Task description:
Reproduce the entries shown below only from the line with "for check in &failures" down to the line with "if let Some(module)", keeping both end lines and copying each one exactly.

Exercise input:
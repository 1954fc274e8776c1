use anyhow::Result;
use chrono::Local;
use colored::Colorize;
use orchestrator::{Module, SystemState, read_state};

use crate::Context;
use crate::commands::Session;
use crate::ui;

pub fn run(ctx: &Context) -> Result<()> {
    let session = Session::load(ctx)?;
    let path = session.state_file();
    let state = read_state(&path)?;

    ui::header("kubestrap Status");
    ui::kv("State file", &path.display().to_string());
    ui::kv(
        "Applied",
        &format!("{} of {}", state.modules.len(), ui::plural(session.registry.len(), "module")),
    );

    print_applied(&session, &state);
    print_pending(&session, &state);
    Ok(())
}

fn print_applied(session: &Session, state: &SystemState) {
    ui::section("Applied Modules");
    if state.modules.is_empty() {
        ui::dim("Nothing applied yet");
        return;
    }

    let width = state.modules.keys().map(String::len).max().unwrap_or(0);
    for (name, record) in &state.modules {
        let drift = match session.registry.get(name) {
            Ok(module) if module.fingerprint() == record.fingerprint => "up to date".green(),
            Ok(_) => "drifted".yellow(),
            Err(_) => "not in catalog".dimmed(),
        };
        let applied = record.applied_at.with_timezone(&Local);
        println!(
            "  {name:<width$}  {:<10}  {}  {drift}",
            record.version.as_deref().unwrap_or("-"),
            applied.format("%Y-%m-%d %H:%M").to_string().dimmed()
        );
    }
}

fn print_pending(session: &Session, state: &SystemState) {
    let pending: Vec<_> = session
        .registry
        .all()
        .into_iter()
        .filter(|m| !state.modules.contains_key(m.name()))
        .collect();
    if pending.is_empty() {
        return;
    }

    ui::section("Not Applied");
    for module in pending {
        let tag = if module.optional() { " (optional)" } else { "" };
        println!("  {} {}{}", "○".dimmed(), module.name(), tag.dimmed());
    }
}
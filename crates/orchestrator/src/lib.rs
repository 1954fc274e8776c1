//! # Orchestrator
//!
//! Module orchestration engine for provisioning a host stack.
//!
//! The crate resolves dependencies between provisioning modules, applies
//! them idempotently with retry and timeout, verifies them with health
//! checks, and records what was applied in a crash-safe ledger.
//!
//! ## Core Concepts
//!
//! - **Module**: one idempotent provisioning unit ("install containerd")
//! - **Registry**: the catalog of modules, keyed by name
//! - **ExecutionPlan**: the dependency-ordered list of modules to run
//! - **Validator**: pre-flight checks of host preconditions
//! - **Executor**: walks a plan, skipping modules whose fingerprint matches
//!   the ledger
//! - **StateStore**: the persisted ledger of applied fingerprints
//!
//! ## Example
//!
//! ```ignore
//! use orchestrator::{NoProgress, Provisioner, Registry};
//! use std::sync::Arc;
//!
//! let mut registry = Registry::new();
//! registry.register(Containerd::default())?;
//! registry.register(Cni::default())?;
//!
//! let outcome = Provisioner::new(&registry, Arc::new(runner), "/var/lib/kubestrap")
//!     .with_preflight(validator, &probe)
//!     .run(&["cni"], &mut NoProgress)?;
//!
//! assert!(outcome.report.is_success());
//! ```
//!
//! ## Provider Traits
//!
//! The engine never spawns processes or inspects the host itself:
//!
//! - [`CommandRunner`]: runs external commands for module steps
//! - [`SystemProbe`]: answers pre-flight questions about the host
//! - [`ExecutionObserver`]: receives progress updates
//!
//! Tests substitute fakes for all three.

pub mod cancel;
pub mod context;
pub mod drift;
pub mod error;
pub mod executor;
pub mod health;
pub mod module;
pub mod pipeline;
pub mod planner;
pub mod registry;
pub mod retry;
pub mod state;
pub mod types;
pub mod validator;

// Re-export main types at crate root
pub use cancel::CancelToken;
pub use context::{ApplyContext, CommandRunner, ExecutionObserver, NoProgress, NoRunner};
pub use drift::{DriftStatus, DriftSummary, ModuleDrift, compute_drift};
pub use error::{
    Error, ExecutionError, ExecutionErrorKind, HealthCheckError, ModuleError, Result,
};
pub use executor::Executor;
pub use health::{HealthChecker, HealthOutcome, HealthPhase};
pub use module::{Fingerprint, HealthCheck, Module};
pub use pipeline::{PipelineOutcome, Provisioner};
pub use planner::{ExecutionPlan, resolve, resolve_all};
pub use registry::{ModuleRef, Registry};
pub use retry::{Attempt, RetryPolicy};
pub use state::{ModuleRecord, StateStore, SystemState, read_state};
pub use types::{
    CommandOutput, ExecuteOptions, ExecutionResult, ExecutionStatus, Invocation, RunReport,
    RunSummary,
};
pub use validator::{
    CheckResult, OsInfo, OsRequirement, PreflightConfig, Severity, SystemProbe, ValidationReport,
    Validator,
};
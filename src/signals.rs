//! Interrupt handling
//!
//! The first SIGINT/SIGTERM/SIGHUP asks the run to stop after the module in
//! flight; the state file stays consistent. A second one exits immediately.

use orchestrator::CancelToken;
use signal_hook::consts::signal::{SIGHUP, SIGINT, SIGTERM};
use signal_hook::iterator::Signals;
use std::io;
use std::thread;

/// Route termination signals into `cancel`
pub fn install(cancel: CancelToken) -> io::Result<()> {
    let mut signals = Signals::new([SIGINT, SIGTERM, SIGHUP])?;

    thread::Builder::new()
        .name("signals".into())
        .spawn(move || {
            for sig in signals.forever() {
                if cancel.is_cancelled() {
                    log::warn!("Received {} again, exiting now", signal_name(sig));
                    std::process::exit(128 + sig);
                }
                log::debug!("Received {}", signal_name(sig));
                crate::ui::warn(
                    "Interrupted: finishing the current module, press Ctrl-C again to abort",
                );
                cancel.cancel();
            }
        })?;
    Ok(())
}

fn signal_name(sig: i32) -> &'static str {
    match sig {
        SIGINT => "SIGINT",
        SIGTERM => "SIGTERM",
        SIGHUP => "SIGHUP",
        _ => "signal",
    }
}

==

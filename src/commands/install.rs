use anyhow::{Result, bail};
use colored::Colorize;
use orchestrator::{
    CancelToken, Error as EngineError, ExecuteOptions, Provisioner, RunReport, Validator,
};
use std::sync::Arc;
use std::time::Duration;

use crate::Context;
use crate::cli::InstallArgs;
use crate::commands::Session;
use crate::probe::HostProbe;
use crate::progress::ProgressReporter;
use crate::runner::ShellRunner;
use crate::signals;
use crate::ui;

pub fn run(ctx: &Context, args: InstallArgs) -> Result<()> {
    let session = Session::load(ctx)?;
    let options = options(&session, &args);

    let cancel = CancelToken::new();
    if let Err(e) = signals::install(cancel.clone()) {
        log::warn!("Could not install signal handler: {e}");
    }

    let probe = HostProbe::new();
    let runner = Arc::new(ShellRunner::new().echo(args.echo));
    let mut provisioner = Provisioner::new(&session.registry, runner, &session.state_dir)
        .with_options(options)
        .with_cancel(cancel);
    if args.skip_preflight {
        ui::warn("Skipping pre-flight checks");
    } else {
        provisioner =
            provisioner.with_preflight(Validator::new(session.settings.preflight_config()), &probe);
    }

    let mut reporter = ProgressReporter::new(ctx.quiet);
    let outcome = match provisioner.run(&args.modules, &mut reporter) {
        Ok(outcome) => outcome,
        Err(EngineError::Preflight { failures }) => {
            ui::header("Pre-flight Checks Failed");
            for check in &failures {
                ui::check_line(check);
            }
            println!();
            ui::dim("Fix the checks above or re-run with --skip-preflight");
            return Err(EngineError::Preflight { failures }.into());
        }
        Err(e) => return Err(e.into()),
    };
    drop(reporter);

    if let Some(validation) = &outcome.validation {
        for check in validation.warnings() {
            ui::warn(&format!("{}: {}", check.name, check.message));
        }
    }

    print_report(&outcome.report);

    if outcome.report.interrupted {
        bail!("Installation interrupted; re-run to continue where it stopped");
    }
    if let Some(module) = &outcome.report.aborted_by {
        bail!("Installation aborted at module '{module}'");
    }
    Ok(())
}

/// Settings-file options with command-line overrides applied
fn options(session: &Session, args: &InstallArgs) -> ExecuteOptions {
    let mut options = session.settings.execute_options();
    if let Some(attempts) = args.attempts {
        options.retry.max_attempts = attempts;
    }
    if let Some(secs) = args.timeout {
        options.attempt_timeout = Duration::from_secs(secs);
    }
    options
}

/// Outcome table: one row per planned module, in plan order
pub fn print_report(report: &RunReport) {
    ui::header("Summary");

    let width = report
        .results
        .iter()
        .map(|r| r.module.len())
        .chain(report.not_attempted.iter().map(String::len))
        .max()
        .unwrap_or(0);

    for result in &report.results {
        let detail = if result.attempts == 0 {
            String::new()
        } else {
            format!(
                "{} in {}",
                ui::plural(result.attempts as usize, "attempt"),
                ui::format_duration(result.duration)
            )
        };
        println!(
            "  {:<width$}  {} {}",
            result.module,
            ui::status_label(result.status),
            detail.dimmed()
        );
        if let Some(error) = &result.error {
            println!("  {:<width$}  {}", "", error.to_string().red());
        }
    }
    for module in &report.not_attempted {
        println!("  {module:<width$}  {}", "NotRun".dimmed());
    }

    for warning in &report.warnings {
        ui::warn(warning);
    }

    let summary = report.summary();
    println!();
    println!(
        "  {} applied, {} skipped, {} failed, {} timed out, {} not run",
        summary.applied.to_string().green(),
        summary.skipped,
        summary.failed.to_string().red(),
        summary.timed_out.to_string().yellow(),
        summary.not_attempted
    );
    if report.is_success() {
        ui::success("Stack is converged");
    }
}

---

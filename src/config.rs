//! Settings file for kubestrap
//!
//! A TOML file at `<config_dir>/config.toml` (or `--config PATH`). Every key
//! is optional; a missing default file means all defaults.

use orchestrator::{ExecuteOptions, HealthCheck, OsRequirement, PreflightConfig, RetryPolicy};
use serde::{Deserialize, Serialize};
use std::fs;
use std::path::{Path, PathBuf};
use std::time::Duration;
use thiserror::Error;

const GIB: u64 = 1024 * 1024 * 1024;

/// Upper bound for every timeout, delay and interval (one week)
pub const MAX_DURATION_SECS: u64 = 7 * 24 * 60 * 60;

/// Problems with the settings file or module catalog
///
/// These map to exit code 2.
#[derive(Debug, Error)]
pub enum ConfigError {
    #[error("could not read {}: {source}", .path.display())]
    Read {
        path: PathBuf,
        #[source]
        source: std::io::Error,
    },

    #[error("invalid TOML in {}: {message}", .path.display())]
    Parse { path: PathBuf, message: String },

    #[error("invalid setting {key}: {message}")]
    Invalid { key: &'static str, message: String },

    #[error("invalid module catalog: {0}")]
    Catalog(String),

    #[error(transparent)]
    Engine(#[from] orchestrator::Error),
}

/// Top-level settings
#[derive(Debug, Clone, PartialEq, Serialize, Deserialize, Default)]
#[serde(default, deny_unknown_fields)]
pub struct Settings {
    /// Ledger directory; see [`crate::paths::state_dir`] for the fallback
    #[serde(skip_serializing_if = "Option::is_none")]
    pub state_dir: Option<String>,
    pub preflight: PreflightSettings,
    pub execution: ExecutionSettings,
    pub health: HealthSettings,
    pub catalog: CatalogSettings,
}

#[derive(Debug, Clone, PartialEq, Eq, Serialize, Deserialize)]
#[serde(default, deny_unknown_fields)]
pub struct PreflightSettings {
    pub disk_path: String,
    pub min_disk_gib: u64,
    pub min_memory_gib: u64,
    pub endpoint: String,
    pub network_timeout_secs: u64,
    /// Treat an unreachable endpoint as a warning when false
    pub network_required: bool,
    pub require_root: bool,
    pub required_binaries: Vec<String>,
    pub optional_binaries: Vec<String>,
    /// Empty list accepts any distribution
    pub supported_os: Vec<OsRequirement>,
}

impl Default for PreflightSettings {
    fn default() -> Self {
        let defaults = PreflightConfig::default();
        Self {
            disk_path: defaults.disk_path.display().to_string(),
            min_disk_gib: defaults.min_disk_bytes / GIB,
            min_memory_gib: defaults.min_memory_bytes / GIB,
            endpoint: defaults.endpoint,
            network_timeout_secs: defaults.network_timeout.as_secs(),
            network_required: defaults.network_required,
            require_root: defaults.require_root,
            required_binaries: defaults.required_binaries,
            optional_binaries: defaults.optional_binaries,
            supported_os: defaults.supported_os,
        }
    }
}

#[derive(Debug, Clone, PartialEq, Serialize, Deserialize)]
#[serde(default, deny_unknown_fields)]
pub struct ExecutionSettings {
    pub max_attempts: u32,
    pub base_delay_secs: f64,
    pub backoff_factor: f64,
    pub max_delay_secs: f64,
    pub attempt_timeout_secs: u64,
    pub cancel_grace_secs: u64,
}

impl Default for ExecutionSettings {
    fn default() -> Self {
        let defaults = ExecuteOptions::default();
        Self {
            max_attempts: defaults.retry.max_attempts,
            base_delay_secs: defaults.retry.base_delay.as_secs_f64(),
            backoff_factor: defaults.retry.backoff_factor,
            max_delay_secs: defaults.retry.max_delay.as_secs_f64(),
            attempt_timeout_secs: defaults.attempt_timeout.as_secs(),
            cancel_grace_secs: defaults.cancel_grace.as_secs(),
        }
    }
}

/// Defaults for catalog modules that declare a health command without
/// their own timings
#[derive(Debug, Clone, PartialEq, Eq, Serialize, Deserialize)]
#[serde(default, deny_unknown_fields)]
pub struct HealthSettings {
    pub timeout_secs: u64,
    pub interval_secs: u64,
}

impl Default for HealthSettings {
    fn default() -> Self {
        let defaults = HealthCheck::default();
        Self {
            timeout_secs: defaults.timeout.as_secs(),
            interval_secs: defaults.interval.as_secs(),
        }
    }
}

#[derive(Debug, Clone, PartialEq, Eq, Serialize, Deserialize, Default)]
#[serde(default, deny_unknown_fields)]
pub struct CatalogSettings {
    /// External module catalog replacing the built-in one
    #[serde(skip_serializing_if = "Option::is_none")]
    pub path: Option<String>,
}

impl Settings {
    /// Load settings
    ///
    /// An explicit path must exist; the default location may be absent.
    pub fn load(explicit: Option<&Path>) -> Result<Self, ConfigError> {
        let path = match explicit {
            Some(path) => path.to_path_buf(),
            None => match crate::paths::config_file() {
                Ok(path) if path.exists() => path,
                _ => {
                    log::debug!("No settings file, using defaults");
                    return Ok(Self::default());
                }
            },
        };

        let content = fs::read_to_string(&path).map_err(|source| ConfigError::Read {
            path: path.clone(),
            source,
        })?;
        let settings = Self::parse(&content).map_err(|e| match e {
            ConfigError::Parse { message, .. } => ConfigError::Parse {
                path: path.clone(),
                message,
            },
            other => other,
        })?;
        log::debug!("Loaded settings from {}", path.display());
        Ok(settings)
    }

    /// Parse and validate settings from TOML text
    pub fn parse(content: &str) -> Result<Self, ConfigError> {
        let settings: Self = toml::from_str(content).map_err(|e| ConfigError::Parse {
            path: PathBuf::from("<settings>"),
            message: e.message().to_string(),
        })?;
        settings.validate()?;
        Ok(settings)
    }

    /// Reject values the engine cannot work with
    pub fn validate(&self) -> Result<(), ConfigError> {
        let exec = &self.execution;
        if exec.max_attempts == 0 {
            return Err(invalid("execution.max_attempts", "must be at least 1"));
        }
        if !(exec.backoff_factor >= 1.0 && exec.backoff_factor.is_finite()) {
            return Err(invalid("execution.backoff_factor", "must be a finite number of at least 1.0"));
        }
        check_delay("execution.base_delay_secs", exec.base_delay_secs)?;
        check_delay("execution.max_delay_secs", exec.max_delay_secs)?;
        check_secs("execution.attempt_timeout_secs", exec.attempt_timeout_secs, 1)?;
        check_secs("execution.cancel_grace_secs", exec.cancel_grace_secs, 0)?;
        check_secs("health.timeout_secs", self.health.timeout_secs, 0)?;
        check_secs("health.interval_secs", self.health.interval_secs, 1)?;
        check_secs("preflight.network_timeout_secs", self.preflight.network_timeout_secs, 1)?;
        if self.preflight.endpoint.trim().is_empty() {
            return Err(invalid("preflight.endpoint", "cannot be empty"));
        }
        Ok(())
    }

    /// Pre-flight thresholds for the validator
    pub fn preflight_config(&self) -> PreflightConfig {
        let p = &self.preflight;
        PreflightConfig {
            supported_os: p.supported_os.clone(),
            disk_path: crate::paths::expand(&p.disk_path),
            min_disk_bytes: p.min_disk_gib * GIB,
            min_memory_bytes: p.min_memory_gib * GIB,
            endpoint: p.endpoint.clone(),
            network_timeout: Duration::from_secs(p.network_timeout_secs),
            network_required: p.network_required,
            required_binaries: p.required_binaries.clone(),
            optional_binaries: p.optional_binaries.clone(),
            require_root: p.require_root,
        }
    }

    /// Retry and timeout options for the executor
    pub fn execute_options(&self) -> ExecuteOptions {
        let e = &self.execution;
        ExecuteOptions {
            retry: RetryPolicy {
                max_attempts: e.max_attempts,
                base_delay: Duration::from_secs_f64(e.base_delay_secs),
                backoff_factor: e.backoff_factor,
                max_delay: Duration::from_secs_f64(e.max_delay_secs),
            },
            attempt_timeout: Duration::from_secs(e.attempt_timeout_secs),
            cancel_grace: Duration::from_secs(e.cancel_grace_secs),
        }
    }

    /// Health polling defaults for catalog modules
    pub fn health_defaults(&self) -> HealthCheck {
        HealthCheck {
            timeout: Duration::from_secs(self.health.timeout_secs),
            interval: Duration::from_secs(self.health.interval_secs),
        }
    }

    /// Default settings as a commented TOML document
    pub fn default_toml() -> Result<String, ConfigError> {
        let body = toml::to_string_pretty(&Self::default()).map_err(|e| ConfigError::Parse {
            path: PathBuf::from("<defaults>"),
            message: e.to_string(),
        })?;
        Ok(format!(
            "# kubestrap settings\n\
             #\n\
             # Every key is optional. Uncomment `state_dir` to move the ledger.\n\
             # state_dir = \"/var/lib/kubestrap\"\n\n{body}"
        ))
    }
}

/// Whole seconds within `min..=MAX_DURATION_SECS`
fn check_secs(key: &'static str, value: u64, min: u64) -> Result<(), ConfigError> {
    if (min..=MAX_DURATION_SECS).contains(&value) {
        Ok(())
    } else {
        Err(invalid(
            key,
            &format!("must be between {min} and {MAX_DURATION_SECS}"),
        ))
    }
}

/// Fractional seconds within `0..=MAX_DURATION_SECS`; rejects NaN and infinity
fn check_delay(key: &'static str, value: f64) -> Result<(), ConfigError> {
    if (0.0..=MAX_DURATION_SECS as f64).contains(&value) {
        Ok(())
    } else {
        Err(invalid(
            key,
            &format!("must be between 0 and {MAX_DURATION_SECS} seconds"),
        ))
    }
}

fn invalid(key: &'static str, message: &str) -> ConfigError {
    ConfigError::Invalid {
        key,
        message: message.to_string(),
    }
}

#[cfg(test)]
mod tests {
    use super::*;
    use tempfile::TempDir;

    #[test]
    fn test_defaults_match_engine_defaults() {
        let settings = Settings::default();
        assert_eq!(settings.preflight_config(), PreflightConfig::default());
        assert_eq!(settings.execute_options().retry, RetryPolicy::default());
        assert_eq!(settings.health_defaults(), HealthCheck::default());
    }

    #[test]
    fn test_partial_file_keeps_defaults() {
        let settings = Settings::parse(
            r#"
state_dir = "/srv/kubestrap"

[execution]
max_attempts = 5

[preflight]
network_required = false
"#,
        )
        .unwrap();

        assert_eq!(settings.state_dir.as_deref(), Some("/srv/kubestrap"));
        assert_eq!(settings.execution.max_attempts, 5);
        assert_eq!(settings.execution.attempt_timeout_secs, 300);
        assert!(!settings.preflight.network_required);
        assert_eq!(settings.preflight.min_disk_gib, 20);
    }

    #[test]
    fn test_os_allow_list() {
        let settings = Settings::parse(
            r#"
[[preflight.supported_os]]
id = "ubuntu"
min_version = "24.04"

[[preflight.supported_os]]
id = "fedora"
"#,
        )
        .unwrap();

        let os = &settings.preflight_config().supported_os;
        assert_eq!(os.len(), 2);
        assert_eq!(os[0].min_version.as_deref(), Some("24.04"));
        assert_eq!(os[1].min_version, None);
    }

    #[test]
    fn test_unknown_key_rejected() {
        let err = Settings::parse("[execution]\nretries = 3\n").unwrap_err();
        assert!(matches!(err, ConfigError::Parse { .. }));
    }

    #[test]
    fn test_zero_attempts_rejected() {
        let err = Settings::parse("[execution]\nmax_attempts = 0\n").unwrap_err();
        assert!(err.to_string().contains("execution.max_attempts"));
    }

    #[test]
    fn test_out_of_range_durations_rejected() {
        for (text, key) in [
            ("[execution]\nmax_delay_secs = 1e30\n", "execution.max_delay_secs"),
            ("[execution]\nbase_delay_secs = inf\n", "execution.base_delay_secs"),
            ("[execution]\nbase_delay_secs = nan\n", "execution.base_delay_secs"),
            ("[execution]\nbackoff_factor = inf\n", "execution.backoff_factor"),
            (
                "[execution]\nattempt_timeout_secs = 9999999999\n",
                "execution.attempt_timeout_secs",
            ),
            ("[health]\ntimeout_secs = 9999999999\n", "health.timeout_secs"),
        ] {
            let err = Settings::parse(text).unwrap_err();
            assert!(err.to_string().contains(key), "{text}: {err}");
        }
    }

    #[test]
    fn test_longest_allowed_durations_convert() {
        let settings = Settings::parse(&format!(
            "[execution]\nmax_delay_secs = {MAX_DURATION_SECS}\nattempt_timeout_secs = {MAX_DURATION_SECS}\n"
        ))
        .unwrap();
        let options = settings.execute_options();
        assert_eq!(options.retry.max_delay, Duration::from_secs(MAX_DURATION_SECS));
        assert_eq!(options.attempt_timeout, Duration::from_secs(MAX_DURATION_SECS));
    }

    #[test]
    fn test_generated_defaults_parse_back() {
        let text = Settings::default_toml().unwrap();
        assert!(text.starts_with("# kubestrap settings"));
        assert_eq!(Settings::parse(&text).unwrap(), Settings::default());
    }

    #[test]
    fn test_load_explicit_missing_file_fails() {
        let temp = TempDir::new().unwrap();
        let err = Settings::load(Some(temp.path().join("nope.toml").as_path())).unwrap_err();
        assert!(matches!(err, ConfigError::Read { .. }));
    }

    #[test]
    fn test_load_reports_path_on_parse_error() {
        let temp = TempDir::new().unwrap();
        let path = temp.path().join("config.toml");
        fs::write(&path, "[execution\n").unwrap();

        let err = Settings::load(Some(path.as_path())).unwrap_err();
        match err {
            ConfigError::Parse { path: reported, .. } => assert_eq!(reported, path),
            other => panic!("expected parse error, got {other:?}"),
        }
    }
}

Expected answer:
            for check in &failures {
                ui::check_line(check);
            }
            println!();
            ui::dim("Fix the checks above or re-run with --skip-preflight");
            return Err(EngineError::Preflight { failures }.into());
        }
        Err(e) => return Err(e.into()),
    };
    drop(reporter);

    if let Some(validation) = &outcome.validation {
        for check in validation.warnings() {
            ui::warn(&format!("{}: {}", check.name, check.message));
        }
    }

    print_report(&outcome.report);

    if outcome.report.interrupted {
        bail!("Installation interrupted; re-run to continue where it stopped");
    }
    if let Some(module) = &outcome.report.aborted_by {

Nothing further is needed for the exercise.